Конечно, вещи, о которых идет речь, являются не только объектами, вроде зданий и мостов. Стихотворение – это вещь. Фотография тоже вещь. Это не просто мимесис вещей. Всё, что Беньямин обнаружил в библиотечных архивах, – были конкретные вещи, неотъемлемые элементы Нью-Йорка, и в каждой из этих вещей он нашел особую идею. Когда все эти идеи выкристаллизовывались в его Манхэттенском проекте, они начинали походить на тысячи маленьких зеркал, приклеенных к стене. Перед этой стеной стояла жизнь. Хотя она была жизнью города, а не Беньямина, философ сам превратился в преломленное и фрагментарное отражение этой городской жизни.
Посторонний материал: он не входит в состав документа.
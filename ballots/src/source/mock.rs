use std::collections::VecDeque;

use async_trait::async_trait;
use tokio::sync::oneshot::Receiver;

use super::{EventSource, SourceError};
use crate::{publisher::VoteSender, util::should_destruct};

/// Emits a fixed list of votes, then finishes.
#[derive(Debug, Clone, Default)]
pub struct IterSource {
    votes: VecDeque<String>,
}

impl IterSource {
    pub fn new<I, T>(votes: I) -> Self
    where
        I: IntoIterator<Item = T>,
        T: Into<String>,
    {
        Self {
            votes: votes.into_iter().map(Into::into).collect(),
        }
    }
}

#[async_trait]
impl EventSource for IterSource {
    async fn produce(
        &mut self,
        votes: &VoteSender,
        destructor: &mut Receiver<()>,
    ) -> Result<(), SourceError> {
        while let Some(vote) = self.votes.pop_front() {
            if should_destruct(destructor) {
                break;
            }
            votes.send(vote).await.map_err(|_| SourceError::QueueClosed)?;
        }
        Ok(())
    }
}
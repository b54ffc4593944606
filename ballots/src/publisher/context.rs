//! [PublisherContext] is the public interface to a [Publisher] draining in
//! the background. Its only job is to tell the owner when the publisher is
//! done, which happens once the ingress queue has been closed and emptied.
//!
//! [Publisher]: super::Publisher

use tokio::sync::oneshot::{error::RecvError, Receiver};

/// How a publisher's run went.
#[derive(Debug, Default, Clone, Copy, PartialEq, Eq)]
pub struct PublishReport {
    /// Votes the broker accepted.
    pub published: usize,
    /// Votes the broker refused. These are lost.
    pub failed: usize,
}

/// Represents a publisher draining its queue in the background.
#[derive(Debug)]
pub struct PublisherContext {
    done: Receiver<PublishReport>,
}

impl PublisherContext {
    pub(super) fn new(done: Receiver<PublishReport>) -> Self {
        Self { done }
    }

    /// Wait for the publisher to drain the queue and disconnect. An error
    /// means the publisher task died without reporting.
    pub async fn done(self) -> Result<PublishReport, RecvError> {
        self.done.await
    }
}
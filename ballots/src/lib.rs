//! # Ballots
//!
//! Ballots counts votes arriving from a high-volume event stream and keeps
//! poll results up to date without writing to storage once per vote.
//!
//! The pipeline has two halves, which can run in separate processes:
//!
//! - The **relay** reads votes from an [EventSource](source::EventSource)
//! into a bounded queue, and a [Publisher] forwards each of them to the
//! broker.
//! - The **counter** subscribes to the broker, counts every delivered vote
//! into a shared [Tally] through an [Aggregator], and a [Flusher]
//! periodically writes the tally to a [PollStore] in a single batch per
//! option.
//!
//! A [Coordinator](shutdown::Coordinator) drains both halves in order on
//! SIGINT, SIGTERM or SIGHUP, so votes already accepted are not dropped on the
//! floor.
//!
//! ## Delivery
//!
//! The broker delivers each vote at least once and in no particular order.
//! Counting is commutative, so order doesn't matter; redelivery may count
//! a vote twice. A flush cycle which fails for any option keeps the whole
//! tally, including options which were written successfully, and writes it
//! again next cycle. Those options are counted twice. Votes still in the
//! tally when the process is killed are lost.
//!
//! ## Crate feature flags
//!
//! - `sqlite`: Poll storage backed by sqlite. Enabled by default.
//! - `mocks`: In-memory broker, store and event source for testing.

pub mod codec;
pub mod config;
mod constants;
mod counter;
mod persistence;
mod publisher;
pub mod shutdown;
pub mod source;
pub mod transport;
mod util;

pub use config::{Config, ConfigError};
pub use constants::{COUNTER_CHANNEL, VOTES_TOPIC};
pub use counter::*;
pub use persistence::*;
pub use publisher::{
    vote_queue, PublishReport, Publisher, PublisherContext, VoteReceiver, VoteSender,
};
pub use util::should_destruct;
За полвека до того, как Уильямс написал Патерсон, Эдмунд Гуссерль уже называл свою философскую работу попыткой вернуться назад «к самим вещам»[583]. Он посвятил свою мысль скрупулезному анализу своих мельчайших впечатлений от мира, в котором он жил, или жизненного мира, как он в конце концов стал его называть. Но в то время как Гуссерль, подобно Прусту, настраивался на свои внутренние переживания, на свой поток сознания, Уильямс и Беньямин настраивались на существование как таковое, на бытие, на вещи. Они отдавались этому безоговорочно, почти уступив ошеломляющему многообразию и подробности внешнего мира, к которому философы, начиная с Декарта, предостерегали нас относиться с крайней осторожностью. «То, что глубоко очаровывало Беньямина, – соглашается Арендт, – никогда не было идеей, а всегда было явлением»[584].
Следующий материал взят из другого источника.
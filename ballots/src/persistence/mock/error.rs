use thiserror::Error;

#[derive(Debug, Error)]
pub enum MockStoreError {
    #[error("store unavailable for option {0:?}")]
    Unavailable(String),
}
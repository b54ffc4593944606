use std::time::Duration;

use async_trait::async_trait;
use futures::StreamExt;
use serde::Deserialize;
use tokio::{
    net::TcpStream,
    sync::oneshot::Receiver,
    time::{sleep, sleep_until, Instant},
};
use tokio_util::codec::{FramedRead, LinesCodec};
use tracing::{debug, info, warn};

use super::{EventSource, SourceError};
use crate::{persistence::PollStore, publisher::VoteSender};

/// Longest line accepted from the stream. Anything longer is an error and
/// the connection is cycled.
const MAX_LINE_LENGTH: usize = 64 * 1024;
/// How long to wait before trying again after failing to connect.
const RETRY_DELAY: Duration = Duration::from_secs(5);

/// The part of a streamed status update we care about.
#[derive(Debug, Deserialize)]
struct Tweet {
    text: String,
}

/// Reads newline-delimited JSON status updates from a TCP stream and
/// emits a vote for every poll option mentioned in each one.
///
/// Matching ignores case, but the vote carries the option exactly as the
/// poll spells it. The connection is closed and reopened every
/// `reconnect_interval`, and whenever the upstream ends or misbehaves.
#[derive(Debug)]
pub struct TweetStreamSource {
    addr: String,
    /// (option as stored, lowercased option)
    options: Vec<(String, String)>,
    reconnect_interval: Duration,
}

impl TweetStreamSource {
    pub fn new(addr: &str, options: Vec<String>, reconnect_interval: Duration) -> Self {
        let options = options
            .into_iter()
            .map(|o| {
                let lower = o.to_lowercase();
                (o, lower)
            })
            .collect();
        Self {
            addr: addr.to_owned(),
            options,
            reconnect_interval,
        }
    }

    /// Track every option any poll in `store` offers.
    pub async fn from_store<S: PollStore>(
        addr: &str,
        store: &S,
        reconnect_interval: Duration,
    ) -> Result<Self, SourceError> {
        let options = store
            .options()
            .await
            .map_err(|e| SourceError::Options(Box::new(e)))?;
        info!(options = options.len(), "Loaded poll options");
        Ok(Self::new(addr, options, reconnect_interval))
    }

    /// Options mentioned in a line of the stream.
    fn votes_in(&self, line: &str) -> Vec<String> {
        if line.trim().is_empty() {
            // keep-alive
            return Vec::new();
        }
        let tweet: Tweet = match serde_json::from_str(line) {
            Ok(tweet) => tweet,
            Err(e) => {
                debug!("Skipping unreadable line: {}", e);
                return Vec::new();
            }
        };
        let text = tweet.text.to_lowercase();
        self.options
            .iter()
            .filter(|(_, lower)| text.contains(lower.as_str()))
            .map(|(option, _)| option.clone())
            .collect()
    }
}

#[async_trait]
impl EventSource for TweetStreamSource {
    async fn produce(
        &mut self,
        votes: &VoteSender,
        destructor: &mut Receiver<()>,
    ) -> Result<(), SourceError> {
        loop {
            let stream = tokio::select! {
                _ = &mut *destructor => return Ok(()),
                stream = TcpStream::connect(&self.addr) => stream,
            };
            let stream = match stream {
                Ok(stream) => stream,
                Err(e) => {
                    warn!(addr = %self.addr, "Failed to connect to the vote stream: {}", e);
                    tokio::select! {
                        _ = &mut *destructor => return Ok(()),
                        _ = sleep(RETRY_DELAY) => continue,
                    }
                }
            };
            info!(addr = %self.addr, "Reading the vote stream");

            let mut lines =
                FramedRead::new(stream, LinesCodec::new_with_max_length(MAX_LINE_LENGTH));
            let deadline = Instant::now() + self.reconnect_interval;
            loop {
                tokio::select! {
                    _ = &mut *destructor => {
                        info!("Closing the vote stream");
                        return Ok(());
                    }
                    _ = sleep_until(deadline) => {
                        debug!("Cycling the vote stream connection");
                        break;
                    }
                    line = lines.next() => match line {
                        Some(Ok(line)) => {
                            for vote in self.votes_in(&line) {
                                debug!(vote = %vote, "Vote");
                                votes.send(vote).await.map_err(|_| SourceError::QueueClosed)?;
                            }
                        }
                        Some(Err(e)) => {
                            warn!("Vote stream error: {}", e);
                            break;
                        }
                        None => {
                            info!("Vote stream ended");
                            break;
                        }
                    },
                }
            }
        }
    }
}

#[cfg(test)]
mod tests {
    use tokio::{io::AsyncWriteExt, net::TcpListener, sync::oneshot};

    use super::*;
    use crate::{
        persistence::mock::MockPollStore,
        publisher::vote_queue,
        source::SourceContext,
    };

    fn source(options: &[&str]) -> TweetStreamSource {
        TweetStreamSource::new(
            "127.0.0.1:0",
            options.iter().map(|o| o.to_string()).collect(),
            Duration::from_secs(60),
        )
    }

    #[test]
    fn matches_options_ignoring_case() {
        let source = source(&["Yes", "no", "maybe"]);
        assert_eq!(
            source.votes_in(r#"{"text": "YES and No, definitely"}"#),
            vec!["Yes", "no"]
        );
        assert!(source.votes_in(r#"{"text": "something else"}"#).is_empty());
    }

    #[test]
    fn skips_keep_alives_and_garbage() {
        let source = source(&["yes"]);
        assert!(source.votes_in("").is_empty());
        assert!(source.votes_in("   ").is_empty());
        assert!(source.votes_in("yes").is_empty());
        assert!(source.votes_in(r#"{"id": 1}"#).is_empty());
    }

    #[tokio::test]
    async fn loads_options_from_the_store() {
        let store = MockPollStore::new();
        store.add_poll(&["yes", "no"]).await;
        store.add_poll(&["yes", "maybe"]).await;
        let source = TweetStreamSource::from_store("127.0.0.1:0", &store, Duration::from_secs(1))
            .await
            .unwrap();
        assert_eq!(source.votes_in(r#"{"text": "maybe yes"}"#), vec!["maybe", "yes"]);
    }

    #[tokio::test]
    async fn reads_votes_until_stopped() {
        let listener = TcpListener::bind("127.0.0.1:0").await.unwrap();
        let addr = listener.local_addr().unwrap().to_string();
        let (closed_tx, closed_rx) = oneshot::channel();
        let server = tokio::spawn(async move {
            let (mut stream, _) = listener.accept().await.unwrap();
            stream
                .write_all(b"{\"text\": \"yes\"}\n\n{\"text\": \"no way\"}\nnot json\n{\"text\": \"YES\"}\n")
                .await
                .unwrap();
            // hold the connection open until the source hangs up
            let mut buf = [0u8; 1];
            let n = tokio::io::AsyncReadExt::read(&mut stream, &mut buf).await.unwrap();
            closed_tx.send(n).unwrap();
        });

        let (votes, mut queue) = vote_queue(8);
        let source = TweetStreamSource::new(
            &addr,
            vec!["yes".into(), "no".into()],
            Duration::from_secs(60),
        );
        let mut context = SourceContext::spawn(source, votes);
        let mut received = Vec::new();
        for _ in 0..3 {
            received.push(queue.recv().await.unwrap());
        }
        assert_eq!(received, vec!["yes", "no", "yes"]);

        context.stop();
        drop(context.stopped().await.unwrap());
        assert!(queue.recv().await.is_none());
        assert_eq!(closed_rx.await.unwrap(), 0);
        server.await.unwrap();
    }

    #[tokio::test]
    async fn reconnects_after_the_stream_ends() {
        let listener = TcpListener::bind("127.0.0.1:0").await.unwrap();
        let addr = listener.local_addr().unwrap().to_string();
        tokio::spawn(async move {
            for vote in ["first", "second"] {
                let (mut stream, _) = listener.accept().await.unwrap();
                let line = format!("{{\"text\": \"{vote}\"}}\n");
                stream.write_all(line.as_bytes()).await.unwrap();
            }
        });

        let (votes, mut queue) = vote_queue(8);
        let source = TweetStreamSource::new(
            &addr,
            vec!["first".into(), "second".into()],
            Duration::from_secs(60),
        );
        let mut context = SourceContext::spawn(source, votes);
        assert_eq!(queue.recv().await.unwrap(), "first");
        assert_eq!(queue.recv().await.unwrap(), "second");
        context.stop();
        context.stopped().await.unwrap();
    }
}
//! The counter consumes votes from the broker and keeps a running
//! [Tally] of them, which a [Flusher] periodically writes to a
//! [PollStore](crate::PollStore).
//!
//! Acknowledging a message to the broker only means its vote is in the
//! tally. Anything in the tally when the process dies is lost; the window
//! is bounded by the flush interval.
//!
//! ``` no_run
//! # use std::sync::Arc;
//! # use ballots::{Aggregator, Flusher, Tally};
//! # use ballots::sqlite::{open_pool, SqlitePollStore};
//! # async fn inner() {
//! let tally = Arc::new(Tally::new());
//! let store = Arc::new(SqlitePollStore::new(open_pool("sqlite://ballots.db").await.unwrap()));
//! // hand this to a subscription
//! let aggregator = Arc::new(Aggregator::new(Arc::clone(&tally)));
//! // flush every second until stopped
//! let mut flusher = Flusher::new(tally, store, std::time::Duration::from_secs(1)).run();
//! # flusher.stop();
//! # }
//! ```

mod aggregator;
mod flusher;
mod tally;

pub use aggregator::Aggregator;
pub use flusher::{Flusher, FlusherContext};
pub use tally::{Counts, FlushOutcome, Tally};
Нет никаких идей, кроме как в вещах или, по крайней мере, в том, как эти вещи предстают перед нами. Метафизическое предположение о том, что самые высокие идеи касаются самых абстрактных вещей, перевернуто у Беньямина, чьи самые ранние философские тексты предполагают, что отношения между идеями и вещами подобны отношениям между созвездиями и звездами. Вещи окружают нас, куда бы мы ни пошли, хотя в современной городской среде их множественность, разнообразие и крайняя искусственность квантовым скачком превосходят ту плотность вещей, которую люди когда-либо доселе знали. Вдохновленный Уильямсом, Беньямин показывает нам, как открыться этим вещам, не владея ими, как принять их в себя, не превращая в фетиш, и как превратить заложенные в них идеи в топографию полностью городского и современного разума. Конечная цель состоит, таким образом, не в том, чтобы быть в городе, а в том, чтобы, как бы странно это ни звучало, быть городом, позволять ему воздействовать на нас – без страха и угрызений – до такой степени, чтобы мы становились им, а не ожидали, чтобы он стал более похожим на нас.